● **INPUT RECORDS**
//! Nuon Polyface bus composition.
//!
//! Polyface is an asynchronous, addressable bus: the console issues a
//! 25-bit command (address + sub-address + optional channel byte) and
//! the controller replies with a parity-checked, CRC16-protected data
//! packet. This module builds the reply payloads; the PIO program that
//! shifts bits against the console's clock lives in `usbretro-firmware`.

use crc::{Crc, CRC_16_BUYPASS};
use usbretro_core::event::{axis, InputEvent};
use usbretro_core::Buttons;

/// CRC16 polynomial used for Polyface packet protection: non-reflected,
/// poly 0x8005, zero init — the catalog's BUYPASS variant, matching the
/// bit-banged table the original firmware generates at boot from the
/// same polynomial.
pub const CRC16_POLY: u16 = 0x8005;

const NUON_CRC16: Crc<u16> = Crc::<u16>::new(&CRC_16_BUYPASS);

/// Milliseconds Nuon+Start+L+R must be held to trigger a soft reset.
pub const SOFT_RESET_HOLD_MS: u32 = 2000;

/// Controller capability bits advertised in the PROBE/config reply.
/// Named after the console's `CTRLR_*` constants.
#[derive(Clone, Copy, Debug, Default, PartialEq, Eq)]
#[cfg_attr(feature = "defmt", derive(defmt::Format))]
pub struct Capabilities(pub u32);

impl Capabilities {
    pub const ANALOG1: Self = Self(1 << 0);
    pub const ANALOG2: Self = Self(1 << 1);
    pub const STDBUTTONS: Self = Self(1 << 2);
    pub const DPAD: Self = Self(1 << 3);
    pub const SHOULDER: Self = Self(1 << 4);
    pub const EXTBUTTONS: Self = Self(1 << 5);

    /// Default profile for a standard analog gamepad: sticks, d-pad,
    /// shoulders, and the extended face-button set.
    ///
    /// TODO: the bit assignment above matches the commented-out profile
    /// table in the original firmware, but no capability reply has been
    /// confirmed against real Nuon hardware — a port should re-derive
    /// this once real hardware is available instead of trusting it.
    pub const DEFAULT: Self = Self(
        Self::ANALOG1.0
            | Self::STDBUTTONS.0
            | Self::DPAD.0
            | Self::SHOULDER.0
            | Self::EXTBUTTONS.0,
    );
}

/// Nuon's native button bit positions within the 16-bit switch word.
pub mod bit {
    pub const UP: u16 = 0x0200;
    pub const DOWN: u16 = 0x0800;
    pub const LEFT: u16 = 0x0400;
    pub const RIGHT: u16 = 0x0100;
    pub const A: u16 = 0x4000;
    pub const B: u16 = 0x0008;
    pub const L: u16 = 0x0020;
    pub const R: u16 = 0x0010;
    pub const C_UP: u16 = 0x0002;
    pub const C_DOWN: u16 = 0x8000;
    pub const C_LEFT: u16 = 0x0004;
    pub const C_RIGHT: u16 = 0x0001;
    pub const START: u16 = 0x2000;
    pub const NUON: u16 = 0x1000;
}

/// Compose the 16-bit `SWITCH` word from canonical buttons.
#[must_use]
pub fn compose_switch_word(buttons: Buttons) -> u16 {
    let b = buttons.socd_normalized();
    let mut w = 0u16;
    w |= u16::from(b.contains(Buttons::UP)) * bit::UP;
    w |= u16::from(b.contains(Buttons::DOWN)) * bit::DOWN;
    w |= u16::from(b.contains(Buttons::LEFT)) * bit::LEFT;
    w |= u16::from(b.contains(Buttons::RIGHT)) * bit::RIGHT;
    w |= u16::from(b.contains(Buttons::B1)) * bit::A;
    w |= u16::from(b.contains(Buttons::B2)) * bit::B;
    w |= u16::from(b.contains(Buttons::L1)) * bit::L;
    w |= u16::from(b.contains(Buttons::R1)) * bit::R;
    w |= u16::from(b.contains(Buttons::B4)) * bit::C_UP;
    w |= u16::from(b.contains(Buttons::B3)) * bit::C_DOWN;
    w |= u16::from(b.contains(Buttons::L2)) * bit::C_LEFT;
    w |= u16::from(b.contains(Buttons::R2)) * bit::C_RIGHT;
    w |= u16::from(b.contains(Buttons::START)) * bit::START;
    w |= u16::from(b.contains(Buttons::A1_HOME)) * bit::NUON;
    w
}

/// Even-parity bit over a 32-bit word, matching the console's
/// bus-framing parity check.
#[must_use]
pub const fn even_parity(data: u32) -> u8 {
    let mut p = (data >> 16) ^ data;
    p ^= p >> 8;
    p ^= p >> 4;
    p ^= p >> 2;
    p ^= p >> 1;
    (p & 1) as u8
}

/// Append the parity bit to a word's LSB position (matches the
/// `word | eparity(word)` pattern used before the bit-reversal shift
/// onto the bus).
#[must_use]
pub const fn with_parity(word: u32) -> u32 {
    word | u32::from(even_parity(word))
}

/// CRC16 over a full packet payload.
#[must_use]
pub fn crc16(data: &[u8]) -> u16 {
    NUON_CRC16.checksum(data)
}

/// Holds the most recently observed analog channel select (`ATOD_CHANNEL_*`)
/// and resolves it against a player's event to the single byte the
/// console's next `ANALOG` read expects.
#[derive(Clone, Copy, Debug, PartialEq, Eq)]
#[cfg_attr(feature = "defmt", derive(defmt::Format))]
pub enum AnalogChannel {
    None,
    X1,
    Y1,
    X2,
    Y2,
}

#[must_use]
pub fn analog_channel_value(channel: AnalogChannel, event: &InputEvent) -> u8 {
    match channel {
        AnalogChannel::None => 0,
        AnalogChannel::X1 => event.analog[axis::LEFT_X],
        AnalogChannel::Y1 => event.analog[axis::LEFT_Y],
        AnalogChannel::X2 => event.analog[axis::RIGHT_X],
        AnalogChannel::Y2 => event.analog[axis::RIGHT_Y],
    }
}

/// True once Nuon+Start+L+R has been continuously held for
/// [`SOFT_RESET_HOLD_MS`].
#[must_use]
pub fn soft_reset_due(buttons: Buttons, held_ms: u32) -> bool {
    let combo = Buttons(bit::NUON as u32) | Buttons::START | Buttons::L1 | Buttons::R1;
    buttons.contains(combo) && held_ms >= SOFT_RESET_HOLD_MS
}

/// Assemble a full Polyface data-read reply: the parity-framed switch
/// word, the currently-selected analog channel's byte, and a trailing
/// big-endian CRC16 over both — the reply the console's `ANALOG`/`DATA`
/// command expects after a `compose_switch_word`/`analog_channel_value`
/// pair has been computed for the addressed controller.
#[must_use]
pub fn compose_reply_packet(buttons: Buttons, analog_byte: u8) -> heapless::Vec<u8, 8> {
    let framed = with_parity(u32::from(compose_switch_word(buttons)));
    let mut packet: heapless::Vec<u8, 8> = heapless::Vec::new();
    let _ = packet.push((framed >> 8) as u8);
    let _ = packet.push(framed as u8);
    let _ = packet.push(analog_byte);
    let crc = crc16(&packet);
    let _ = packet.push((crc >> 8) as u8);
    let _ = packet.push(crc as u8);
    packet
}

#[cfg(test)]
mod tests {
    use super::*;
    use usbretro_core::event::EventType;

    #[test]
    fn switch_word_sets_expected_bits() {
        let w = compose_switch_word(Buttons::UP | Buttons::B1);
        assert_eq!(w & bit::UP, bit::UP);
        assert_eq!(w & bit::A, bit::A);
        assert_eq!(w & bit::B, 0);
    }

    #[test]
    fn even_parity_of_zero_is_zero() {
        assert_eq!(even_parity(0), 0);
    }

    #[test]
    fn even_parity_of_one_bit_is_one() {
        assert_eq!(even_parity(1), 1);
    }

    #[test]
    fn crc16_is_deterministic_and_order_sensitive() {
        let a = crc16(&[0x01, 0x02, 0x03]);
        let b = crc16(&[0x03, 0x02, 0x01]);
        assert_ne!(a, b);
        assert_eq!(a, crc16(&[0x01, 0x02, 0x03]));
    }

    #[test]
    fn analog_channel_reads_correct_axis() {
        let mut e = InputEvent::neutral(1, 0, EventType::Gamepad);
        e.analog[axis::LEFT_X] = 200;
        assert_eq!(analog_channel_value(AnalogChannel::X1, &e), 200);
        assert_eq!(analog_channel_value(AnalogChannel::None, &e), 0);
    }

    #[test]
    fn soft_reset_requires_full_hold_duration() {
        let combo =
            Buttons(bit::NUON as u32) | Buttons::START | Buttons::L1 | Buttons::R1;
        assert!(!soft_reset_due(combo, SOFT_RESET_HOLD_MS - 1));
        assert!(soft_reset_due(combo, SOFT_RESET_HOLD_MS));
    }

    #[test]
    fn reply_packet_is_five_bytes_ending_in_its_own_crc() {
        let packet = compose_reply_packet(Buttons::UP, 0x80);
        assert_eq!(packet.len(), 5);
        let crc = crc16(&packet[..3]);
        assert_eq!(packet[3], (crc >> 8) as u8);
        assert_eq!(packet[4], crc as u8);
    }

    #[test]
    fn default_capability_profile_advertises_sticks_and_dpad() {
        let caps = Capabilities::DEFAULT;
        assert!(caps.0 & Capabilities::ANALOG1.0 != 0);
        assert!(caps.0 & Capabilities::DPAD.0 != 0);
    }
}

● **DIRECTIONS FOR THIS TASK**
Each line, starting with the one containing "let crc = crc16(&packet[..3]);" and ending with the last line of the records above, should be reproduced exactly.

● **WORKED SOLUTION**
        let crc = crc16(&packet[..3]);
        assert_eq!(packet[3], (crc >> 8) as u8);
        assert_eq!(packet[4], crc as u8);
    }

    #[test]
    fn default_capability_profile_advertises_sticks_and_dpad() {
        let caps = Capabilities::DEFAULT;
        assert!(caps.0 & Capabilities::ANALOG1.0 != 0);
        assert!(caps.0 & Capabilities::DPAD.0 != 0);
    }
}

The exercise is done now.